--- START ---

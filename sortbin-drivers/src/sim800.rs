//! SIM800-style SMS modem over a UART
//!
//! Text-mode SMS via AT commands: select text mode, open a send with
//! the destination number, stream the body, terminate with Ctrl+Z. The
//! modem queues and forwards on its own; nothing here reads responses,
//! so a send that the network rejects looks identical to a delivered
//! one. The returned error only covers the serial leg.

use embedded_io::Write;
use heapless::String;

use sortbin_core::traits::{AlertTransport, Clock, TransportError};

/// Message body terminator in text mode
const CTRL_Z: u8 = 0x1A;

/// Settle time after a command before the modem accepts the next
const COMMAND_SETTLE_MS: u32 = 100;

/// Settle time after the body while the modem queues the message
const SEND_SETTLE_MS: u32 = 500;

/// Text-mode SMS body limit
const MAX_TEXT_LEN: usize = 160;

/// Build the send command for a destination number
pub fn cmgs_command(destination: &str) -> Result<String<32>, TransportError> {
    let mut cmd: String<32> = String::new();
    if cmd.push_str("AT+CMGS=\"").is_err()
        || cmd.push_str(destination).is_err()
        || cmd.push('"').is_err()
    {
        return Err(TransportError::MessageTooLong);
    }
    Ok(cmd)
}

/// SMS modem transport
pub struct Sim800<U, C> {
    serial: U,
    clock: C,
    destination: &'static str,
}

impl<U, C> Sim800<U, C>
where
    U: Write,
    C: Clock,
{
    /// Create the transport with its fixed destination number
    pub fn new(serial: U, destination: &'static str, clock: C) -> Self {
        Self {
            serial,
            clock,
            destination,
        }
    }

    fn write_all(&mut self, mut bytes: &[u8]) -> Result<(), TransportError> {
        while !bytes.is_empty() {
            match self.serial.write(bytes) {
                Ok(0) | Err(_) => return Err(TransportError::Serial),
                Ok(written) => bytes = &bytes[written..],
            }
        }
        Ok(())
    }

    fn command(&mut self, cmd: &str) -> Result<(), TransportError> {
        self.write_all(cmd.as_bytes())?;
        self.write_all(b"\r")
    }

    /// Send one text message to the configured destination
    pub fn send_text(&mut self, text: &str) -> Result<(), TransportError> {
        if text.len() > MAX_TEXT_LEN {
            return Err(TransportError::MessageTooLong);
        }

        self.command("AT+CMGF=1")?;
        self.clock.delay_ms(COMMAND_SETTLE_MS);

        let send_cmd = cmgs_command(self.destination)?;
        self.command(&send_cmd)?;
        self.clock.delay_ms(COMMAND_SETTLE_MS);

        self.write_all(text.as_bytes())?;
        self.write_all(&[CTRL_Z])?;
        self.serial.flush().map_err(|_| TransportError::Serial)?;
        self.clock.delay_ms(SEND_SETTLE_MS);
        Ok(())
    }
}

impl<U, C> AlertTransport for Sim800<U, C>
where
    U: Write,
    C: Clock,
{
    fn send_alert(&mut self, text: &str) -> Result<(), TransportError> {
        self.send_text(text)
    }
}
use std::env;
use std::path::PathBuf;

fn fallback_dotenv_path(
    muzzik_home: Option<PathBuf>,
    home_dir: Option<PathBuf>,
) -> Option<PathBuf> {
    let base = muzzik_home.or(home_dir)?;
    Some(base.join("muzzik/.env"))
}

pub fn load_dotenv() {
    if dotenvy::dotenv().is_ok() {
        return;
    }

    let fallback = fallback_dotenv_path(
        env::var_os("MUZZIK_HOME").map(PathBuf::from),
        dirs::home_dir(),
    );

    let Some(path) = fallback else {
        return;
    };
    if path.is_file() {
        let _ = dotenvy::from_path(&path);
    }
}
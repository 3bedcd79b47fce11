use crate::error::MuzzikError;
use anyhow::{Context, Result};
use reqwest::blocking::Client;
use serde_json::Value;
use std::env;

pub const DEFAULT_TOKEN_URL: &str = "https://oauth2.googleapis.com/token";
const CREDENTIAL_VARS: [&str; 3] = [
    "YOUTUBE_CLIENT_ID",
    "YOUTUBE_CLIENT_SECRET",
    "YOUTUBE_REFRESH_TOKEN",
];

#[derive(Debug, Clone)]
pub struct OAuthCredentials {
    pub client_id: String,
    pub client_secret: String,
    pub refresh_token: String,
}

fn env_non_empty(var: &str) -> Option<String> {
    match env::var(var) {
        Ok(v) if !v.trim().is_empty() => Some(v.trim().to_string()),
        _ => None,
    }
}

fn missing_vars(lookup: impl Fn(&str) -> Option<String>) -> Vec<&'static str> {
    CREDENTIAL_VARS
        .into_iter()
        .filter(|&var| lookup(var).is_none())
        .collect()
}

impl OAuthCredentials {
    pub fn from_env() -> Result<Self> {
        let missing = missing_vars(env_non_empty);
        if !missing.is_empty() {
            return Err(MuzzikError::MissingCredential(missing.join(", ")).into());
        }
        Ok(Self {
            client_id: env_non_empty("YOUTUBE_CLIENT_ID").unwrap_or_default(),
            client_secret: env_non_empty("YOUTUBE_CLIENT_SECRET").unwrap_or_default(),
            refresh_token: env_non_empty("YOUTUBE_REFRESH_TOKEN").unwrap_or_default(),
        })
    }
}

pub fn token_url() -> String {
    env_non_empty("MUZZIK_OAUTH_TOKEN_URL").unwrap_or_else(|| DEFAULT_TOKEN_URL.to_string())
}

/// Trade the long-lived refresh token for a short-lived access token.
pub fn exchange_refresh_token(
    client: &Client,
    token_url: &str,
    creds: &OAuthCredentials,
) -> Result<String> {
    let form = [
        ("grant_type", "refresh_token"),
        ("client_id", creds.client_id.as_str()),
        ("client_secret", creds.client_secret.as_str()),
        ("refresh_token", creds.refresh_token.as_str()),
    ];
    let response = client
        .post(token_url)
        .form(&form)
        .send()
        .context("oauth token request failed")?;
    let status = response.status();
    let json: Value = response
        .json()
        .context("invalid JSON from oauth token endpoint")?;
    if !status.is_success() {
        let reason = json
            .get("error_description")
            .or_else(|| json.get("error"))
            .and_then(Value::as_str)
            .unwrap_or("unknown error");
        anyhow::bail!("oauth token exchange failed with status {status}: {reason}");
    }
    access_token_from(&json)
}

fn access_token_from(json: &Value) -> Result<String> {
    json.get("access_token")
        .and_then(Value::as_str)
        .filter(|token| !token.is_empty())
        .map(ToOwned::to_owned)
        .context("oauth token response missing access_token")
}

#[cfg(test)]
mod tests {
    use super::*;

    #[test]
    fn missing_vars_lists_every_unset_credential() {
        let got = missing_vars(|var| (var == "YOUTUBE_CLIENT_ID").then(|| "id".to_string()));
        assert_eq!(got, vec!["YOUTUBE_CLIENT_SECRET", "YOUTUBE_REFRESH_TOKEN"]);
        assert!(missing_vars(|_| Some("x".into())).is_empty());
    }

    #[test]
    fn access_token_is_read_from_token_response() {
        let json = serde_json::json!({"access_token": "ya29.abc", "expires_in": 3599});
        assert_eq!(access_token_from(&json).expect("token"), "ya29.abc");
        assert!(access_token_from(&serde_json::json!({"access_token": ""})).is_err());
    }
}
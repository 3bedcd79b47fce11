mod cli;
mod commands;
mod env_loader;
mod error;
mod muzzik;
mod slack;
mod youtube;

fn main() {
    env_loader::load_dotenv();

    if let Err(err) = cli::run() {
        eprintln!("error: {err:#}");
        std::process::exit(1);
    }
}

--- END ---

**Problem requirements:** Return all lines of the material above in which the word "with" occurs.

**Answer box:**
//! Text-mode SMS via AT commands: select text mode, open a send with
//! the destination number, stream the body, terminate with Ctrl+Z. The
    /// Create the transport with its fixed destination number
        anyhow::bail!("oauth token exchange failed with status {status}: {reason}");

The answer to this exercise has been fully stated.